Methanol Extract of Coccinia grandis L. Leaves: GC-MS Profiling, Molecular Docking, DFT, and MD Simulations Reveal Phytochemicals as Potential DPP4 Inhibitors

Abstract Diabetes mellitus affects approximately 422 million people worldwide, making dipeptidyl peptidase 4 (DPP4) a promising therapeutic target for glucose-lowering drug development. This study investigated bioactive constituents from Coccinia grandis leaves as potential inhibitors of dipeptidyl peptidase 4 (DPP4), a validated target in type 2 diabetes therapy. GC–MS analysis identified 33 phytochemicals from the methanolic leaf extract. Molecular docking against DPP4 (PDB: 4A5S) revealed cholesteryl chloroformate (–9.3 kcal/mol), β‑sitosterol (–8.6 kcal/mol), and methoxyfenozide (–7.9 kcal/mol) as top ligands forming stable interactions with key catalytic residues.

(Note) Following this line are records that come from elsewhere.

use axum::extract::rejection::QueryRejection;
use axum::response::{IntoResponse, Response};
use axum_helpers::AppError;
use thiserror::Error;
use validator::ValidationErrors;

use crate::models::SneakerId;

#[derive(Debug, Error)]
pub enum SneakerError {
    #[error("Sneaker not found: {0}")]
    NotFound(SneakerId),

    #[error("Invalid input: {0}")]
    Validation(#[from] ValidationErrors),

    #[error("Render error: {0}")]
    Render(String),

    #[error("Invalid filter: {0}")]
    InvalidFilter(String),
}

pub type SneakerResult<T> = Result<T, SneakerError>;

/// Convert SneakerError to AppError for standardized error responses
impl From<SneakerError> for AppError {
    fn from(err: SneakerError) -> Self {
        match err {
            SneakerError::NotFound(id) => AppError::NotFound(format!("Sneaker {} not found", id)),
            SneakerError::Validation(errors) => AppError::ValidationError(errors),
            SneakerError::Render(msg) => AppError::Render(msg),
            SneakerError::InvalidFilter(msg) => AppError::BadRequest(msg),
        }
    }
}

impl IntoResponse for SneakerError {
    fn into_response(self) -> Response {
        let app_error: AppError = self.into();
        app_error.into_response()
    }
}

impl From<QueryRejection> for SneakerError {
    fn from(rejection: QueryRejection) -> Self {
        SneakerError::InvalidFilter(rejection.body_text())
    }
}

impl From<handlebars::RenderError> for SneakerError {
    fn from(err: handlebars::RenderError) -> Self {
        SneakerError::Render(err.to_string())
    }
}

#[cfg(test)]
mod tests {
    use super::*;
    use axum::http::StatusCode;

    #[test]
    fn test_not_found_becomes_404() {
        let response = SneakerError::NotFound(42).into_response();
        assert_eq!(response.status(), StatusCode::NOT_FOUND);
    }

    #[test]
    fn test_invalid_filter_becomes_400() {
        let response = SneakerError::InvalidFilter("unknown brand".to_string()).into_response();
        assert_eq!(response.status(), StatusCode::BAD_REQUEST);
    }

    #[test]
    fn test_validation_becomes_400() {
        let response = SneakerError::Validation(ValidationErrors::new()).into_response();
        assert_eq!(response.status(), StatusCode::BAD_REQUEST);
    }
}
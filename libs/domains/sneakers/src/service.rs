//! Sneaker Service - Business logic layer

use std::sync::Arc;
use tracing::instrument;
use validator::Validate;

use crate::error::{SneakerError, SneakerResult};
use crate::models::{Sneaker, SneakerFilter, SneakerId, SneakerInput};
use crate::repository::SneakerRepository;
use crate::store::CatalogOverview;

/// Default size of the "recently added" list
pub const DEFAULT_RECENT_COUNT: usize = 6;

/// Sneaker service providing business logic operations
///
/// Input is validated here; the repository and store below trust what they
/// receive.
pub struct SneakerService<R: SneakerRepository> {
    repository: Arc<R>,
}

impl<R: SneakerRepository> SneakerService<R> {
    pub fn new(repository: R) -> Self {
        Self {
            repository: Arc::new(repository),
        }
    }

    /// List the whole catalog, or search it when any filter is set
    #[instrument(skip(self))]
    pub async fn list_sneakers(&self, filter: SneakerFilter) -> SneakerResult<Vec<Sneaker>> {
        if filter.is_empty() {
            self.repository.list().await
        } else {
            self.repository.search(filter).await
        }
    }

    #[instrument(skip(self))]
    pub async fn get_sneaker(&self, id: SneakerId) -> SneakerResult<Sneaker> {
        self.repository
            .get_by_id(id)
            .await?
            .ok_or(SneakerError::NotFound(id))
    }

    #[instrument(skip(self, input), fields(model = %input.model))]
    pub async fn create_sneaker(&self, input: SneakerInput) -> SneakerResult<Sneaker> {
        input.validate()?;
        self.repository.create(input).await
    }

    /// Replace every field except the id and added date.
    ///
    /// The store ignores updates for unknown ids; that case is reported as
    /// `NotFound` here.
    #[instrument(skip(self, input))]
    pub async fn update_sneaker(&self, id: SneakerId, input: SneakerInput) -> SneakerResult<Sneaker> {
        input.validate()?;

        // added_date is overwritten by the store with the stored value
        let sneaker = input.into_sneaker(id, chrono::Utc::now());
        self.repository
            .update(sneaker)
            .await?
            .ok_or(SneakerError::NotFound(id))
    }

    #[instrument(skip(self))]
    pub async fn delete_sneaker(&self, id: SneakerId) -> SneakerResult<()> {
        if self.repository.delete(id).await? {
            Ok(())
        } else {
            Err(SneakerError::NotFound(id))
        }
    }

    #[instrument(skip(self))]
    pub async fn featured_sneakers(&self) -> SneakerResult<Vec<Sneaker>> {
        self.repository.featured().await
    }

    #[instrument(skip(self))]
    pub async fn recent_sneakers(&self, count: usize) -> SneakerResult<Vec<Sneaker>> {
        self.repository.recent(count).await
    }

    #[instrument(skip(self))]
    pub async fn next_id(&self) -> SneakerResult<SneakerId> {
        self.repository.next_id().await
    }

    #[instrument(skip(self))]
    pub async fn count(&self) -> SneakerResult<usize> {
        self.repository.count().await
    }

    #[instrument(skip(self))]
    pub async fn overview(&self, recent_count: usize) -> SneakerResult<CatalogOverview> {
        self.repository.overview(recent_count).await
    }
}

impl<R: SneakerRepository> Clone for SneakerService<R> {
    fn clone(&self) -> Self {
        Self {
            repository: Arc::clone(&self.repository),
        }
    }
}

#[cfg(test)]
mod tests {
    use super::*;
    use crate::models::{Brand, Category, Condition};
    use crate::repository::MockSneakerRepository;
    use chrono::{NaiveDate, Utc};
    use mockall::predicate::eq;

    fn valid_input() -> SneakerInput {
        SneakerInput {
            brand: Brand::Asics,
            model: "Gel-Lyte III".to_string(),
            colorway: "Salmon Toe".to_string(),
            size: 9.5,
            price: 160.0,
            condition: Condition::NearMint,
            category: Category::Running,
            release_date: NaiveDate::from_ymd_opt(2013, 4, 6).unwrap(),
            image_url: None,
            description: None,
            is_limited: true,
            stock_quantity: Some(1),
        }
    }

    #[tokio::test]
    async fn test_list_without_filter_lists_all() {
        let mut mock_repo = MockSneakerRepository::new();
        mock_repo.expect_list().times(1).returning(|| Ok(vec![]));
        mock_repo.expect_search().never();

        let service = SneakerService::new(mock_repo);
        let sneakers = service.list_sneakers(SneakerFilter::default()).await.unwrap();

        assert!(sneakers.is_empty());
    }

    #[tokio::test]
    async fn test_list_with_filter_searches() {
        let filter = SneakerFilter {
            brand: Some(Brand::Vans),
            ..Default::default()
        };

        let mut mock_repo = MockSneakerRepository::new();
        mock_repo.expect_list().never();
        mock_repo
            .expect_search()
            .with(eq(filter.clone()))
            .times(1)
            .returning(|_| Ok(vec![]));

        let service = SneakerService::new(mock_repo);
        service.list_sneakers(filter).await.unwrap();
    }

    #[tokio::test]
    async fn test_blank_term_counts_as_no_filter() {
        let mut mock_repo = MockSneakerRepository::new();
        mock_repo.expect_list().times(1).returning(|| Ok(vec![]));
        mock_repo.expect_search().never();

        let service = SneakerService::new(mock_repo);
        let filter = SneakerFilter {
            q: Some("   ".to_string()),
            ..Default::default()
        };
        service.list_sneakers(filter).await.unwrap();
    }

    #[tokio::test]
    async fn test_get_missing_sneaker_is_not_found() {
        let mut mock_repo = MockSneakerRepository::new();
        mock_repo
            .expect_get_by_id()
            .with(eq(12))
            .returning(|_| Ok(None));

        let service = SneakerService::new(mock_repo);
        let err = service.get_sneaker(12).await.unwrap_err();

        assert!(matches!(err, SneakerError::NotFound(12)));
    }

    #[tokio::test]
    async fn test_create_rejects_invalid_input_before_repository() {
        let mut mock_repo = MockSneakerRepository::new();
        mock_repo.expect_create().never();

        let service = SneakerService::new(mock_repo);
        let mut input = valid_input();
        input.price = 10_000.0;

        let err = service.create_sneaker(input).await.unwrap_err();
        assert!(matches!(err, SneakerError::Validation(_)));
    }

    #[tokio::test]
    async fn test_create_valid_input() {
        let mut mock_repo = MockSneakerRepository::new();
        mock_repo
            .expect_create()
            .times(1)
            .returning(|input| Ok(input.into_sneaker(9, Utc::now())));

        let service = SneakerService::new(mock_repo);
        let sneaker = service.create_sneaker(valid_input()).await.unwrap();

        assert_eq!(sneaker.id, 9);
        assert_eq!(sneaker.model, "Gel-Lyte III");
    }

    #[tokio::test]
    async fn test_update_unknown_id_is_not_found() {
        let mut mock_repo = MockSneakerRepository::new();
        mock_repo.expect_update().times(1).returning(|_| Ok(None));

        let service = SneakerService::new(mock_repo);
        let err = service.update_sneaker(40, valid_input()).await.unwrap_err();

        assert!(matches!(err, SneakerError::NotFound(40)));
    }

    #[tokio::test]
    async fn test_update_targets_path_id() {
        let mut mock_repo = MockSneakerRepository::new();
        mock_repo
            .expect_update()
            .withf(|sneaker| sneaker.id == 3)
            .times(1)
            .returning(|sneaker| Ok(Some(sneaker)));

        let service = SneakerService::new(mock_repo);
        let updated = service.update_sneaker(3, valid_input()).await.unwrap();

        assert_eq!(updated.id, 3);
    }

    #[tokio::test]
    async fn test_delete_missing_is_not_found() {
        let mut mock_repo = MockSneakerRepository::new();
        mock_repo.expect_delete().with(eq(5)).returning(|_| Ok(false));

        let service = SneakerService::new(mock_repo);
        assert!(matches!(
            service.delete_sneaker(5).await,
            Err(SneakerError::NotFound(5))
        ));
    }

    #[tokio::test]
    async fn test_overview_is_a_single_repository_read() {
        let mut mock_repo = MockSneakerRepository::new();
        mock_repo
            .expect_overview()
            .with(eq(DEFAULT_RECENT_COUNT))
            .times(1)
            .returning(|_| {
                Ok(CatalogOverview {
                    featured: vec![],
                    recent: vec![],
                    total: 8,
                })
            });
        mock_repo.expect_featured().never();
        mock_repo.expect_recent().never();
        mock_repo.expect_count().never();

        let service = SneakerService::new(mock_repo);
        let overview = service.overview(DEFAULT_RECENT_COUNT).await.unwrap();

        assert_eq!(overview.total, 8);
        assert!(overview.featured.is_empty());
    }
}
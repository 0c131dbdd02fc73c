use crate::Environment;
use tracing::{debug, info};
use tracing_subscriber::{prelude::*, EnvFilter};

/// Install color-eyre with a project-standard configuration.
///
/// Call this early in main() so startup failures are reported with
/// locations. Safe to call multiple times.
pub fn install_color_eyre() {
    let _ = color_eyre::config::HookBuilder::default()
        .display_location_section(true)
        .display_env_section(false)
        .install();
}

/// Initialize tracing with environment-aware configuration and error span capture.
///
/// - **Production** (`APP_ENV=production`): JSON lines, no module targets,
///   `info` by default.
/// - **Development** (default): pretty output, `debug` by default.
///
/// `RUST_LOG` overrides the default filter in both modes. Calling this more
/// than once is harmless; later calls are ignored (common in tests).
pub fn init_tracing(environment: &Environment) {
    let is_production = environment.is_production();

    let filter = EnvFilter::try_from_default_env().unwrap_or_else(|_| {
        if is_production {
            EnvFilter::new("info,tower_http=info")
        } else {
            EnvFilter::new("debug,tower_http=debug,handlebars=info")
        }
    });

    let result = if is_production {
        tracing_subscriber::registry()
            .with(
                tracing_subscriber::fmt::layer()
                    .json()
                    .with_target(false)
                    .flatten_event(true),
            )
            .with(tracing_error::ErrorLayer::default())
            .with(filter)
            .try_init()
    } else {
        tracing_subscriber::registry()
            .with(
                tracing_subscriber::fmt::layer()
                    .with_target(true)
                    .with_file(false)
                    .with_line_number(false)
                    .pretty(),
            )
            .with(tracing_error::ErrorLayer::default())
            .with(filter)
            .try_init()
    };

    match result {
        Ok(_) => {
            info!(
                "Tracing initialized with ErrorLayer. Environment: {:?}",
                environment
            );
        }
        Err(_) => {
            debug!("Tracing already initialized, skipping re-initialization");
        }
    }
}

#[cfg(test)]
mod tests {
    use super::*;

    #[test]
    fn test_init_tracing_development() {
        init_tracing(&Environment::Development);
    }

    #[test]
    fn test_init_tracing_production() {
        init_tracing(&Environment::Production);
    }

    #[test]
    fn test_init_tracing_multiple_calls() {
        let env = Environment::Development;
        init_tracing(&env);
        init_tracing(&env);
    }

    #[test]
    fn test_init_tracing_with_rust_log_env() {
        temp_env::with_var("RUST_LOG", Some("warn"), || {
            init_tracing(&Environment::Production);
        });
    }
}
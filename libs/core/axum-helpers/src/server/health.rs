use axum::{
    Json, Router,
    extract::State,
    http::StatusCode,
    response::{IntoResponse, Response},
    routing::get,
};
use core_config::AppInfo;
use serde::Serialize;

#[derive(Debug, Serialize)]
pub struct HealthResponse {
    pub status: &'static str,
    pub name: &'static str,
    pub version: &'static str,
}

/// Health check endpoint handler.
///
/// Always returns 200 while the process is serving requests; the catalog
/// is in-process so there is nothing further to check.
pub async fn health_handler(State(app): State<AppInfo>) -> Response {
    let response = HealthResponse {
        status: "healthy",
        name: app.name,
        version: app.version,
    };

    (StatusCode::OK, Json(response)).into_response()
}

/// Creates a router with the /health endpoint.
///
/// # Example
/// ```ignore
/// use axum_helpers::server::health_router;
/// use core_config::app_info;
///
/// let app = router.merge(health_router(app_info!()));
/// ```
pub fn health_router(app_info: AppInfo) -> Router {
    Router::new()
        .route("/health", get(health_handler))
        .with_state(app_info)
}
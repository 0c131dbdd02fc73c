//! Numeric id path parameter extractor.

use crate::errors::AppError;
use axum::{
    extract::{FromRequestParts, Path},
    http::request::Parts,
    response::{IntoResponse, Response},
};

/// Extractor for positive integer record ids in the path.
///
/// Parses the single path parameter as `u32`, returning the standard
/// `INVALID_ID` error response when it is not a number.
///
/// # Example
/// ```ignore
/// use axum::Router;
/// use axum::routing::get;
/// use axum_helpers::extractors::IdPath;
///
/// async fn get_sneaker(IdPath(id): IdPath) -> String {
///     format!("Sneaker #{}", id)
/// }
///
/// let app = Router::new().route("/sneakers/{id}", get(get_sneaker));
/// ```
pub struct IdPath(pub u32);

impl<S> FromRequestParts<S> for IdPath
where
    S: Send + Sync,
{
    type Rejection = Response;

    async fn from_request_parts(parts: &mut Parts, state: &S) -> Result<Self, Self::Rejection> {
        let Path(raw) = Path::<String>::from_request_parts(parts, state)
            .await
            .map_err(|e| e.into_response())?;

        raw.trim()
            .parse::<u32>()
            .map(IdPath)
            .map_err(|_| AppError::InvalidId(raw).into_response())
    }
}
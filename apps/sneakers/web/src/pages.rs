//! HTML page routes

use axum::Router;
use domain_sneakers::{PageRenderer, pages};

use crate::state::AppState;

/// Create the page router, registering the page templates up front
pub fn routes(state: &AppState) -> eyre::Result<Router> {
    let renderer = PageRenderer::new(state.config.catalog.display_settings())?;
    Ok(pages::router(state.service.clone(), renderer))
}
//! Type-safe error codes for API responses.
//!
//! Each error code carries a string identifier for clients, an integer for
//! logs and monitoring, and a default human-readable message.
//!
//! ```rust
//! use axum_helpers::errors::ErrorCode;
//!
//! let code = ErrorCode::ValidationError;
//! assert_eq!(code.as_str(), "VALIDATION_ERROR");
//! assert_eq!(code.code(), 1001);
//! assert_eq!(code.default_message(), "Request validation failed");
//! ```

use serde::{Deserialize, Serialize};
use utoipa::ToSchema;

#[derive(Debug, Clone, Copy, PartialEq, Eq, Hash, Serialize, Deserialize, ToSchema)]
#[serde(rename_all = "SCREAMING_SNAKE_CASE")]
pub enum ErrorCode {
    // Client errors (1000-1999)
    /// Request validation failed
    ValidationError,

    /// Path identifier is not a valid number
    InvalidId,

    /// JSON extraction from request body failed
    JsonExtraction,

    /// Requested resource was not found
    NotFound,

    /// Request was malformed
    BadRequest,

    // Server errors
    /// A page or fragment could not be rendered
    RenderError,
}

impl ErrorCode {
    pub fn as_str(&self) -> &'static str {
        match self {
            Self::ValidationError => "VALIDATION_ERROR",
            Self::InvalidId => "INVALID_ID",
            Self::JsonExtraction => "JSON_EXTRACTION",
            Self::NotFound => "NOT_FOUND",
            Self::BadRequest => "BAD_REQUEST",
            Self::RenderError => "RENDER_ERROR",
        }
    }

    pub fn code(&self) -> i32 {
        match self {
            Self::ValidationError => 1001,
            Self::InvalidId => 1002,
            Self::JsonExtraction => 1003,
            Self::NotFound => 1004,
            Self::BadRequest => 1006,
            Self::RenderError => 1007,
        }
    }

    pub fn default_message(&self) -> &'static str {
        match self {
            Self::ValidationError => "Request validation failed",
            Self::InvalidId => "Invalid identifier",
            Self::JsonExtraction => "Failed to parse request body",
            Self::NotFound => "Resource not found",
            Self::BadRequest => "Bad request",
            Self::RenderError => "Failed to render page",
        }
    }
}

impl std::fmt::Display for ErrorCode {
    fn fmt(&self, f: &mut std::fmt::Formatter<'_>) -> std::fmt::Result {
        f.write_str(self.as_str())
    }
}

ADME/T predictions indicated acceptable pharmacokinetic behavior and low toxicity. DFT calculations (B3LYP/6‑311G(d,p)) confirmed favorable electronic properties supporting ligand reactivity. Molecular dynamics simulations (100 ns) demonstrated structural stability across complexes, with β‑sitosterol showing the most consistent behavior. The findings suggest that C. grandis phytochemicals represent promising DPP4 inhibitors with potential anti-diabetic properties, necessitating further experimental validation and clinical investigation.